灯油コックを、施設利用者が勝手に触ることがないように
特製のコックボックス付の台に載せた状態で
据え付けられている。
給排気トップは真後にも抜くことができるはずだけれども
敢えて上の方にまで伸ばしてから、屋外に出している。
立派なカバーまでつけて、給排気管やトップ本体を隠してある。
結構な積雪が見込まれるゆえ、
雪に埋まって不完全燃焼になることがないよう
ここまで立ち上げておくのだろう。
ってことは、隣にある窓は雪没する前提?
裏側を撮ってみる。
縦長の暖房機なので、転倒防止措置として
頂部を金物で壁支持してある。
給排気管用のカバーには
内部に熱が籠もるのを防止するために
通気穴がたくさんあいている。
屋外には、灯油タンクが据えてあった。
コンクリート管4本を束石代わりに埋めて基礎にしてあるようだ。
もちろん内部にもコンクリートを詰めて、
アンカーボルトを埋め込んである。
床の高さや、暖房機本体の高さなどを考慮して
落差で給油可能になるように、タンク本体の高さを調節してある感じ。
タンク下部には、塩ビ管が伸びている。
給油用には、径8mmの被覆銅管が使われているはずなのだけれども
それを保護する意味で、塩ビ管が使ってある。
どこかにコック開閉用の点検口が作ってあるはずだ。
ひと冬に何件か、
灯油ドロボーの小さな記事が載る。
この手の灯油タンクから出ている被覆銅管なんて
すぐに切断できてしまうから、
灯油を盗んでいく輩が多くはないとは言え存在しているのである。
寒い朝、ストーブにエラー表示が出ていて
何ごとかと思ったら「油切れ」。
そんなはずないのに、先日給油したばかりなのにと思って外に出てみたら
灯油管が切られてタンク内の灯油がすっかり盗まれていた……
なんていうことになると、ショック極まりない。
だから防犯対策は、無いよりはあったほうが良い。
玄関の鍵も、閉めなくったって必ず空き巣が入るわけじゃないけれど
閉めておくに越したことはないように
灯油もね、っていうことだ。
盗んでいく人が悪いんだけれども、
一定数そういう人が存在するのだから
自衛できる部分は、しておいたほうが無難。
ま、そういうことだ。
こういう細工をするにはカネが余計にかかるから、
あとはそれぞれの考え方次第かな。
「暑い季節でも、露出の多い服装で出歩きなさんな」
若い女性に対して、こういう「忠告」をする人がいると
「女性は何も悪くない。

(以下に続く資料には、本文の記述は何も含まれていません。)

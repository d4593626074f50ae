//! Downloads the station inventory and the yearly observation archive.

use std::io::Read;

use flate2::read::MultiGzDecoder;
use futures::StreamExt;
use tracing::debug;

use crate::{
    cli::{create_spinner, set_byte_progress_style},
    error::{Error, Result},
};

pub const INVENTORY_URL: &str = "https://www.ncei.noaa.gov/pub/data/ghcn/daily/ghcnd-stations.txt";

/// Returns the URL of the compressed daily observations for `year`.
pub fn archive_url(year: i32) -> String {
    format!("https://www.ncei.noaa.gov/pub/data/ghcn/daily/by_year/{}.csv.gz", year)
}

/// Something that can retrieve the raw bytes behind a URL.
pub trait Fetch {
    async fn fetch(&self, url: &str) -> Result<Vec<u8>>;
}

/// Fetches over HTTP, showing download progress.
#[derive(Debug, Default)]
pub struct HttpFetcher {
    client: reqwest::Client,
}

impl HttpFetcher {
    pub fn new() -> Self {
        Self::default()
    }
}

impl Fetch for HttpFetcher {
    async fn fetch(&self, url: &str) -> Result<Vec<u8>> {
        let file_name = url.rsplit('/').next().unwrap_or(url);
        let bar = create_spinner(format!("Downloading {}", file_name));

        let response = self.client.get(url).send().await.map_err(|source| {
            bar.abandon_with_message(format!("Failed to download {}", file_name));
            Error::Fetch {
                url: url.to_string(),
                source,
            }
        })?;

        if !response.status().is_success() {
            bar.abandon_with_message(format!("Failed to download {}", file_name));
            return Err(Error::FetchStatus {
                url: url.to_string(),
                status: response.status(),
            });
        }

        let total_size = response.content_length().unwrap_or(0);
        if total_size > 0 {
            set_byte_progress_style(&bar, total_size);
        }

        let mut body = Vec::with_capacity(total_size as usize);
        let mut stream = response.bytes_stream();

        while let Some(chunk) = stream.next().await {
            let chunk = chunk.map_err(|source| Error::Fetch {
                url: url.to_string(),
                source,
            })?;
            body.extend_from_slice(&chunk);
            bar.set_position(body.len() as u64);
        }

        bar.finish_with_message(format!("Downloaded {}", file_name));
        debug!(url, bytes = body.len(), "download complete");

        Ok(body)
    }
}

/// Wraps gzip-compressed bytes in a decompressing reader.
///
/// The yearly archives can be made of several concatenated gzip members, so
/// every member is read rather than only the first.
pub fn gunzip(bytes: &[u8]) -> impl Read + '_ {
    MultiGzDecoder::new(bytes)
}

// -- Tests -------------------------------------------------------------------
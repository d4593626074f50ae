//! Save and load the plottable points artifact.

use std::{fs::File, path::Path, sync::Arc};

use arrow::{
    array::{Array, ArrayRef, AsArray, Float64Array, StringArray},
    datatypes::{DataType, Field, Float64Type, Schema, SchemaRef},
    record_batch::RecordBatch,
};
use parquet::{
    arrow::{arrow_reader::ParquetRecordBatchReaderBuilder, ArrowWriter},
    basic::{Compression, ZstdLevel},
    file::properties::WriterProperties,
};
use tempfile::NamedTempFile;

use crate::{
    error::{Error, Result},
    points::PlottablePoint,
};

fn schema() -> Schema {
    Schema::new(vec![
        Field::new("ID", DataType::Utf8, false),
        Field::new("VALUE", DataType::Float64, false),
        Field::new("LAT", DataType::Float64, false),
        Field::new("LON", DataType::Float64, false),
        Field::new("SIZE", DataType::Float64, false),
    ])
}

/// Writes `points` to `file_path`.
///
/// The file is written next to its destination and renamed into place, so
/// a failed write never leaves a partial artifact behind.
pub fn save_points(points: &[PlottablePoint], file_path: &Path) -> Result<()> {
    let dir = match file_path.parent() {
        Some(parent) if !parent.as_os_str().is_empty() => parent,
        _ => Path::new("."),
    };
    let tmp = NamedTempFile::new_in(dir)?;

    let schema = Arc::new(schema());
    let props = WriterProperties::builder()
        .set_compression(Compression::ZSTD(ZstdLevel::default()))
        .build();

    let mut writer = ArrowWriter::try_new(tmp.reopen()?, schema.clone(), Some(props))?;

    let columns: Vec<ArrayRef> = vec![
        Arc::new(StringArray::from_iter_values(points.iter().map(|p| p.id.as_str()))),
        Arc::new(Float64Array::from_iter_values(points.iter().map(|p| p.value))),
        Arc::new(Float64Array::from_iter_values(points.iter().map(|p| p.latitude))),
        Arc::new(Float64Array::from_iter_values(points.iter().map(|p| p.longitude))),
        Arc::new(Float64Array::from_iter_values(points.iter().map(|p| p.size))),
    ];

    let batch = points_batch(schema, columns)?;
    writer.write(&batch)?;
    writer.close()?;

    tmp.persist(file_path).map_err(|e| e.error)?;

    Ok(())
}

fn points_batch(schema: SchemaRef, columns: Vec<ArrayRef>) -> Result<RecordBatch> {
    RecordBatch::try_new(schema, columns).map_err(Error::Artifact)
}

/// Reads the points back from `file_path`. Any problem with the file is
/// reported as a visualisation error.
pub fn load_points(file_path: &Path) -> Result<Vec<PlottablePoint>> {
    let file = File::open(file_path).map_err(|e| Error::visualization(file_path, e))?;
    let reader = ParquetRecordBatchReaderBuilder::try_new(file)
        .and_then(|builder| builder.build())
        .map_err(|e| Error::visualization(file_path, e))?;

    let mut points = Vec::new();

    for batch in reader {
        let batch = batch.map_err(|e| Error::visualization(file_path, e))?;
        points.extend(points_from_batch(&batch).map_err(|reason| Error::visualization(file_path, reason))?);
    }

    Ok(points)
}

fn points_from_batch(batch: &RecordBatch) -> std::result::Result<Vec<PlottablePoint>, String> {
    let ids = batch
        .column_by_name("ID")
        .and_then(|c| c.as_string_opt::<i32>())
        .ok_or("missing text column `ID`")?;
    let values = float_column(batch, "VALUE")?;
    let lats = float_column(batch, "LAT")?;
    let lons = float_column(batch, "LON")?;
    let sizes = float_column(batch, "SIZE")?;

    Ok((0..batch.num_rows())
        .map(|i| PlottablePoint {
            id: ids.value(i).to_string(),
            latitude: lats.value(i),
            longitude: lons.value(i),
            value: values.value(i),
            size: sizes.value(i),
        })
        .collect())
}

fn float_column<'a>(batch: &'a RecordBatch, name: &str) -> std::result::Result<&'a Float64Array, String> {
    let column = batch
        .column_by_name(name)
        .and_then(|c| c.as_primitive_opt::<Float64Type>())
        .ok_or_else(|| format!("missing numeric column `{}`", name))?;

    if column.null_count() > 0 {
        return Err(format!("column `{}` has missing values", name));
    }

    Ok(column)
}

// -- Tests -------------------------------------------------------------------
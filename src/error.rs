//! Errors raised while building or rendering a temperature map.

use std::path::PathBuf;

use arrow::error::ArrowError;
use parquet::errors::ParquetError;
use thiserror::Error;

pub type Result<T> = std::result::Result<T, Error>;

#[derive(Debug, Error)]
pub enum Error {
    #[error("Failed to download {url}")]
    Fetch {
        url: String,
        #[source]
        source: reqwest::Error,
    },

    #[error("Failed to download {url}: {status}")]
    FetchStatus {
        url: String,
        status: reqwest::StatusCode,
    },

    #[error("Malformed station record: {0}")]
    Parse(String),

    #[error("Observation archive could not be parsed")]
    Archive(#[from] ArrowError),

    #[error("Points artifact could not be assembled")]
    Artifact(#[source] ArrowError),

    #[error("No data: {0}")]
    EmptyResult(String),

    #[error("Cannot visualise `{}`: {reason}", .path.display())]
    Visualization { path: PathBuf, reason: String },

    #[error("I/O error")]
    Io(#[from] std::io::Error),

    #[error("Parquet error")]
    Parquet(#[from] ParquetError),
}

impl Error {
    pub fn visualization(path: impl Into<PathBuf>, reason: impl ToString) -> Self {
        Error::Visualization {
            path: path.into(),
            reason: reason.to_string(),
        }
    }
}
//! Handles serialising and saving data to disk in the _parquet_ file format.

pub mod points;

pub use points::{load_points, save_points};
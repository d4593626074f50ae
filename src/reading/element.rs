//! GHCN daily element codes.

#[derive(Debug, Clone, Copy, PartialEq, Eq)]
/// Represents the type of measurement. See the
/// [GHCN daily readme](https://www.ncei.noaa.gov/pub/data/ghcn/daily/readme.txt)
/// section III for the other elements, which are not read.
pub enum Element {
    Tmax,
    Tmin,
    Tavg,
}

/// Elements that carry a temperature in tenths of a degree Celsius.
pub const TEMPERATURE_ELEMENTS: [Element; 3] = [Element::Tmax, Element::Tmin, Element::Tavg];

impl Element {
    pub fn code(&self) -> &'static str {
        match self {
            Element::Tmax => "TMAX",
            Element::Tmin => "TMIN",
            Element::Tavg => "TAVG",
        }
    }
}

自分の好きな、キレイに見える服装で出歩く権利がある。
悪いのは痴漢など性犯罪をする輩なのだから、女性に対して服装云々を言うなんて
とんでもない」
そんな批判が、必ず出てくる。
そう。その通り。間違っちゃいないと、ワタクシも思う。
けれども、そういう「悪い輩」は、居ないのが理想なんだろうけど、
やっぱり居るわけ。
日本には「大量に」「そこかしこに」居るわけじゃないから、
露出の多いセクシーな格好をしていたからといって
絶対に性犯罪の被害に遭うということはない。
遭わないことのほうがフツーだろう。
けど、ほんのちょっとだけだろけど、
リスクが上がるんじゃないかな。
だから、それを予防できるものなら、しておくほうが
よりリスクを下げることになるんじゃないかな。
灯油ドロボー対策も、そのくらいの感じじゃないかな。
だいたい、盗まれはしないんだ。
でもごくたまに、盗まれてしまうことも無いわけじゃない。
あとは、自分がそのリスクをどう判断するか、
どう対策する(しない)かを選ぶ、ということに尽きるのだ。
あまりにも過剰な反応もどうかとは思うけれど、
まったくの無防備ってのも、考えものなんじゃないだろうか。
FF暖房機の横に、木で作られた、楽団。
ほのぼのとした、良い感じである。
世の中、性善説で成り立つんだったら、
どんなに良いことだろう。
(「灯油焚きのFF暖房機だ」おわり)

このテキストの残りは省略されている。